» PROVIDED DATA:
Content starts

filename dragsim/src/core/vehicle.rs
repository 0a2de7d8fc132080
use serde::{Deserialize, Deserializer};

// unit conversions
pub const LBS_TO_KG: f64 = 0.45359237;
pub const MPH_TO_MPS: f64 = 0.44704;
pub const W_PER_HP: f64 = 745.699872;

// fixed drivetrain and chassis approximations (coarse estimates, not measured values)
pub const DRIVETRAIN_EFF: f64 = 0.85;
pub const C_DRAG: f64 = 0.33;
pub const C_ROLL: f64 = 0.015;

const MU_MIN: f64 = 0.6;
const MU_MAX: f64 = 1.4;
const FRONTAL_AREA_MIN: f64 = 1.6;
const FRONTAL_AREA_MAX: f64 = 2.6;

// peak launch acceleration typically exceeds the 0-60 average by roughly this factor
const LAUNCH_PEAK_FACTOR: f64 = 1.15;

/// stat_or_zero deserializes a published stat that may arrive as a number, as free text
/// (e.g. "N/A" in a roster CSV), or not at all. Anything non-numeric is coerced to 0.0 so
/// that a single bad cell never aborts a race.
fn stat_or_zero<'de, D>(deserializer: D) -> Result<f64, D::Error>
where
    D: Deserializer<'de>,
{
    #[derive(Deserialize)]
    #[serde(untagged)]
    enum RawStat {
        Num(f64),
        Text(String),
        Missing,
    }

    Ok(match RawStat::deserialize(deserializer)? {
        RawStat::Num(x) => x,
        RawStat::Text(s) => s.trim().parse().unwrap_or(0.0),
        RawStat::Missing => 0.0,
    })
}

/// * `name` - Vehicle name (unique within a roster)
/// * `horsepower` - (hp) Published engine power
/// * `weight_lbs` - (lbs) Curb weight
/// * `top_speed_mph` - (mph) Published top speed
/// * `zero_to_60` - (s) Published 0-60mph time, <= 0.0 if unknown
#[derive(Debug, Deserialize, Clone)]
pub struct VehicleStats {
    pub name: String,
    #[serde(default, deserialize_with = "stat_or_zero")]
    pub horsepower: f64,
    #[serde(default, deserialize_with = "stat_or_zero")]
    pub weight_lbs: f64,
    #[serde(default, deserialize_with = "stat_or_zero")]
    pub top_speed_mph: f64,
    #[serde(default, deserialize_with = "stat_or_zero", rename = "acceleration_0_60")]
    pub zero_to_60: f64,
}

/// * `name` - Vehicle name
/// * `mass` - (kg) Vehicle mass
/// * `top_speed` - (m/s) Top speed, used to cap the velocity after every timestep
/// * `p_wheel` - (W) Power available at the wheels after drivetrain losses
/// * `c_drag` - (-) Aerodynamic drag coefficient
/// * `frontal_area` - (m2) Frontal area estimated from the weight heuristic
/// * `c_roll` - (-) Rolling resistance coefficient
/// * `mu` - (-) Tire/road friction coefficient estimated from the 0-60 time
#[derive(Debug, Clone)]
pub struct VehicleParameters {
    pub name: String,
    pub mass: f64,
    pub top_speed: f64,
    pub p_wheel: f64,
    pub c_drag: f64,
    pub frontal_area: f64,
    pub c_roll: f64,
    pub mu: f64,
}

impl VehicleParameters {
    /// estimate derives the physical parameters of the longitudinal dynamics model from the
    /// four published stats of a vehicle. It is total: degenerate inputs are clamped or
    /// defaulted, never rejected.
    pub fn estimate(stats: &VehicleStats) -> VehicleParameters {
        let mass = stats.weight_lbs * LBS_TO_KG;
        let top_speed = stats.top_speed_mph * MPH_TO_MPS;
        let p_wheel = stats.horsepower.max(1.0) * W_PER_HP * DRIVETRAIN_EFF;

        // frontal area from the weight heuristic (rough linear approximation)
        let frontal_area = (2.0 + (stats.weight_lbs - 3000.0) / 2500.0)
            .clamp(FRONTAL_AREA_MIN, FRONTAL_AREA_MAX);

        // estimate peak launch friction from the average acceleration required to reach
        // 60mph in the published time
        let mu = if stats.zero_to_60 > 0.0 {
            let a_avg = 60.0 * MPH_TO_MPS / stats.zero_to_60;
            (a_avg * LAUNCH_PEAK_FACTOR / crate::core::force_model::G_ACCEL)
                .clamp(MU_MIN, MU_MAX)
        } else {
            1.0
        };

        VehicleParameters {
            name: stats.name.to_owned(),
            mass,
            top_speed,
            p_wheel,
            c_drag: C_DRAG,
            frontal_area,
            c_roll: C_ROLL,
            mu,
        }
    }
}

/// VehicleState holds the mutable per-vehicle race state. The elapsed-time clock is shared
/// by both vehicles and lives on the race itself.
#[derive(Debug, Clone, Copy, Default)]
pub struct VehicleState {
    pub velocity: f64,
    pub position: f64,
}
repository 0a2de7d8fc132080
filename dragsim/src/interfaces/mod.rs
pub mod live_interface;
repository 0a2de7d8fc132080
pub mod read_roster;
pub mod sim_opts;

Content ends
Content starts

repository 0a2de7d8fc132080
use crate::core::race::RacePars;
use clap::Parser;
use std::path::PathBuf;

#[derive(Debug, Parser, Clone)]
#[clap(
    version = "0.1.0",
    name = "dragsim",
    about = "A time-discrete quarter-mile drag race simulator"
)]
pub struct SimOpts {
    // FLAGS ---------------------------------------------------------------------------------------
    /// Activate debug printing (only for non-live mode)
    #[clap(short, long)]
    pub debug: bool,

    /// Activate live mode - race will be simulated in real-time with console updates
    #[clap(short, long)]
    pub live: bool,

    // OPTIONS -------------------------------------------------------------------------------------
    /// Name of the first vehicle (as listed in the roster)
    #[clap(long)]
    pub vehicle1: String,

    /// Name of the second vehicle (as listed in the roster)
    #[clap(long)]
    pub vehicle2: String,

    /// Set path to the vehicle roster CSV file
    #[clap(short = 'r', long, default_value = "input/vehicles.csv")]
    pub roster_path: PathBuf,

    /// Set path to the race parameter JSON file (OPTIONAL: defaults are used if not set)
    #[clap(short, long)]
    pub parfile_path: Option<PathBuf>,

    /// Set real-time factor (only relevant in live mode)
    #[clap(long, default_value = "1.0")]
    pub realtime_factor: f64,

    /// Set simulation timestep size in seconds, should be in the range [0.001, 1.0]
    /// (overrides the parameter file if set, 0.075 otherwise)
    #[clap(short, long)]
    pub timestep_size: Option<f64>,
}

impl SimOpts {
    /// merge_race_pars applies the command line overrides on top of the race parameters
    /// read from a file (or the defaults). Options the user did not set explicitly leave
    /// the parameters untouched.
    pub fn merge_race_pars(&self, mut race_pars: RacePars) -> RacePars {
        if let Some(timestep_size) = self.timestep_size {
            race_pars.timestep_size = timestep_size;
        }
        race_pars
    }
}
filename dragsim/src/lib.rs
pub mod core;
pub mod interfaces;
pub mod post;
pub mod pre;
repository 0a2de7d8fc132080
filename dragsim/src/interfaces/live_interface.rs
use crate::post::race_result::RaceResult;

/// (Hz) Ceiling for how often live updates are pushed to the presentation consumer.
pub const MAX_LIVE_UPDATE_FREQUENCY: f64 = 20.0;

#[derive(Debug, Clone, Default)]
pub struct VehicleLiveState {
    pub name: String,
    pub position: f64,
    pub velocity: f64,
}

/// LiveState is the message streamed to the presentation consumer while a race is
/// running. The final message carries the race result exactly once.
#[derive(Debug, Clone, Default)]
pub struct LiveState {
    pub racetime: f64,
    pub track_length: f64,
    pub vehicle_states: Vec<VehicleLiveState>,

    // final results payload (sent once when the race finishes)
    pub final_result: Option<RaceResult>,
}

Content ends

» DIRECTIONS:
Retype the entries above exactly, but only from the line containing "set explicitly leave" through the line containing "the race finishes)", both included.

» RESULT OF THIS TASK:
    /// read from a file (or the defaults). Options the user did not set explicitly leave
    /// the parameters untouched.
    pub fn merge_race_pars(&self, mut race_pars: RacePars) -> RacePars {
        if let Some(timestep_size) = self.timestep_size {
            race_pars.timestep_size = timestep_size;
        }
        race_pars
    }
}
filename dragsim/src/lib.rs
pub mod core;
pub mod interfaces;
pub mod post;
pub mod pre;
repository 0a2de7d8fc132080
filename dragsim/src/interfaces/live_interface.rs
use crate::post::race_result::RaceResult;

/// (Hz) Ceiling for how often live updates are pushed to the presentation consumer.
pub const MAX_LIVE_UPDATE_FREQUENCY: f64 = 20.0;

#[derive(Debug, Clone, Default)]
pub struct VehicleLiveState {
    pub name: String,
    pub position: f64,
    pub velocity: f64,
}

/// LiveState is the message streamed to the presentation consumer while a race is
/// running. The final message carries the race result exactly once.
#[derive(Debug, Clone, Default)]
pub struct LiveState {
    pub racetime: f64,
    pub track_length: f64,
    pub vehicle_states: Vec<VehicleLiveState>,

    // final results payload (sent once when the race finishes)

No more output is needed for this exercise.